Весь этот джакч (дилогия) - Андрей Лазарчук
Шрифт:
Интервал:
Закладка:
…с добычей, подумал Лимон. А это значит…
Нельзя сказать, что его застывший ужас стал сильнее. Нет. Но теперь Лимон не просто опасался, не просто догадывался, а почти знал наверняка: произошло самое страшное. И оставалось одно: не верить в это до самого конца.
Колонна уже скрылась за пологим склоном, а он всё не решался сказать Пороху: поехали. И сам Порох сидел какой-то пришибленный, вялый, безвольный, серый лицом…
– Что с тобой? – спросил Лимон.
– Плохо, – сказал Порох. – Тошнит… – он открыл свою дверь, свесился вниз и несколько раз тихонько вякнул. Потом снова сел, вытирая губы рукавом. – Но не рвёт. Да мы ведь и не ели, кажется, ничего?
– Поехали, – сказал Лимон. – Дома поедим.
– Думаешь?.. – как-то неуверенно спросил Порох, но мотор завёл и сразу тронулся – благо, под гору.
Дальше ехали молча. Совсем молча. Скоро показались высокие чернодревы, образующие густую тенистую аллею перед въездом в город. Эти деревья когда-то очень давно посадили купцы и солекопы – и для красоты, и против ветра: именно сюда зимой вырывался из ущелья Тиц ледяной тиц-конвестатль, названный так по имени горского бога злых зимних ветров; в старых книгах писали, что этот ветер за полчаса замораживал насмерть, превращая в ледяные фигуры, целые караваны – по-зимнему одетых людей и мохнатых горных буйволов. Впрочем, после войны настолько сильных и холодных ветров уже не было; не зря же долбили литиевыми – или кобальтовыми? – бомбами долину Зартак; так говорили старики.
Аллея тянулась километров на пять, немного не доходя до моста через Юю…
– Притормози, – сказал Лимон. Порох вяло остановил машину.
– Тебе опять что-то не нравится? – склочным голосом спросил Костыль. Ему было страшно, поэтому хотелось задираться.
– Да, – сказал Лимон. – На листья посмотрите.
– Массаракш, – на вдохе прошипел Костыль. Илли тихо присвистнула.
Кроны, которые должны были быть тёмно-зелёными, сейчас имели отчётливый ржавый налёт – как раз справа, со стороны, повёрнутой к ущелью. Множество листьев устилало дорожное полотно…

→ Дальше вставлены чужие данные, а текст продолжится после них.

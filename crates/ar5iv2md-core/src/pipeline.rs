//! One identifier in, one bundle out.
//!
//! normalize → build URL → fetch page → convert → fetch images → write.
//! The identifier, page and write steps are fatal; image failures are
//! collected into the [`RunReport`] and their links point back at the
//! remote URL.

use crate::arxiv_id::ArxivId;
use crate::config::Config;
use crate::convert::{self, relink_remote};
use crate::error::Result;
use crate::fetch::Fetcher;
use crate::source::SourceUrl;
use crate::storage::OutputBundle;
use std::path::{Path, PathBuf};

/// An image that could not be downloaded.
#[derive(Debug, Clone, PartialEq, Eq)]
pub struct FailedAsset {
    pub url: String,
    pub reason: String,
}

/// Outcome of a successful run.
#[derive(Debug, Clone)]
pub struct RunReport {
    pub id: ArxivId,
    pub readme: PathBuf,
    pub assets_total: usize,
    pub assets_failed: Vec<FailedAsset>,
}

impl RunReport {
    /// `"N of M images failed to download"`, or `None` when all succeeded.
    pub fn failure_summary(&self) -> Option<String> {
        if self.assets_failed.is_empty() {
            return None;
        }
        Some(format!(
            "{} of {} images failed to download",
            self.assets_failed.len(),
            self.assets_total
        ))
    }
}

/// Convert `input` into `<download_dir>/<id>[-v<version>]/`.
///
/// An invalid identifier fails before any network or filesystem access. A
/// failed page fetch fails before the bundle directory is created.
pub fn run(input: &str, download_dir: &Path, cfg: &Config) -> Result<RunReport> {
    let id = ArxivId::parse(input)?;
    let source = SourceUrl::with_base(&cfg.base_url, &id);
    tracing::info!(%id, url = %source, "fetching page");

    let fetcher = Fetcher::from_config(cfg);
    let page = fetcher.fetch_page(&source)?;
    let conversion = convert::convert(&page);
    tracing::info!(
        %id,
        images = conversion.assets.len(),
        chars = conversion.markdown.len(),
        "converted"
    );

    let downloads = fetcher.fetch_assets(&conversion.assets, cfg.max_concurrent_assets);
    let mut markdown = conversion.markdown;
    let mut fetched = Vec::with_capacity(downloads.len());
    let mut assets_failed = Vec::new();
    for (asset, result) in downloads {
        match result {
            Ok(bytes) => fetched.push((asset, bytes)),
            Err(e) => {
                tracing::warn!(url = %asset.url, error = %e, "image download failed");
                markdown = relink_remote(&markdown, asset);
                assets_failed.push(FailedAsset {
                    url: asset.url.to_string(),
                    reason: e.to_string(),
                });
            }
        }
    }

    let bundle = OutputBundle::new(download_dir, &id);
    let readme = bundle.write(
        &markdown,
        fetched.iter().map(|(asset, bytes)| (*asset, bytes.as_slice())),
    )?;
    tracing::info!(
        readme = %readme.display(),
        images = fetched.len(),
        failed = assets_failed.len(),
        "bundle written"
    );

    Ok(RunReport {
        id,
        readme,
        assets_total: conversion.assets.len(),
        assets_failed,
    })
}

– Вот так, да? – сказал Порох.
– Что?
– Там же Пандея.
– Да. И что?
– Ну всё же понятно! – вдруг закричал он рвущимся голосом. – Ну всё же понятно! Они пустили газ! Газ! Нет никого в городе, все мёртвые там! Как возле башни! Нет никого! Незачем нам туда!..
– Порох, – сказал Лимон тихо. – Даже если газ. Зимний ветер проходит мимо города, потому город там и поставили – за ветром. Понимаешь? Если газ – он тоже мимо прошёл. Здесь он был, у башни был, новые шахты накрыло, наверное. А город остаётся в стороне. Поехали. Ну, может, край его зацепило. Потому и не до нас спасателям. Давай, жми. Жми. – И, обернувшись назад: – Костыль, дай мне один автомат. И сами возьмите – ты правую сторону держишь, Илли – левую. Илли, ты умеешь с автоматом обращаться, учили вас?
– Нет, у нас не было стрелковой, одна медицинская. Я только из спортивной винтовки стреляла.
– Сейчас покажу, – сказал Костыль. – Вот я тебе зарядил, поставил на одиночные, просто нажимай спуск. Отдачи никакой. Попробуй.
Гукнул негромкий выстрел.
– Вот так и стреляй. Если что…
– Если что – под ноги, – сказал Лимон. – Ну, сама сообразишь. А пока просто держи стволом кверху. Для авторитета.
Лимон, прикрыв глаза, отщёлкнул магазин, тронул пальцем шпенёк-индикатор, показывающий, что все патроны на месте, вогнал магазин в приёмную горловину, передёрнул затвор, опустил предохранитель. Выставил ствол в окошко – вперёд и вверх.
Порох порывисто вздохнул, тронул машину – и покатил вперёд, всё так же медленно и осторожно, будто не бетон был под колёсами, а ненадёжный мутный ноздреватый лёд. Листья очень слышно похрустывали: так хрустела бы яичная скорлупа. Или озёрные ракушки-кружевницы.
Было очень тихо.
Миновали поворот на новые шахты. Лимон вроде бы заметил вдали оранжевый солекопский грузовик, завалившийся в кювет. Но ничего не сказал; Костыль тоже промолчал. Может, и показалось. А если и не показалось – так ведь это, в конце концов, всего-навсего грузовик…
После поворота можно было считать, что они уже в городе, просто деревья и кусты надёжно заслоняли постройки. Справа лежал военный городок, слева – станционный посёлок. Если пешком, подумал Лимон, напрямик, то через десять минут будем дома. Если ехать – то через двадцать.
– О, джакч, – пробормотал Порох.
Въезд на перекрёсток перед мостом был перегорожен армейским пятнисто-зелёным бронетранспортёром; тонкое длинное жало пулемёта смотрело в небо; по обе стороны от машины высились кучи мешков с песком, из которых никто ничего не пытался соорудить.
Порох нажал на тормоз. Посмотрел на Лимона.
– Пойду посмотрю, – сказал Лимон.
– Сиди, ты раненый, – сказал Костыль. – Я сбегаю.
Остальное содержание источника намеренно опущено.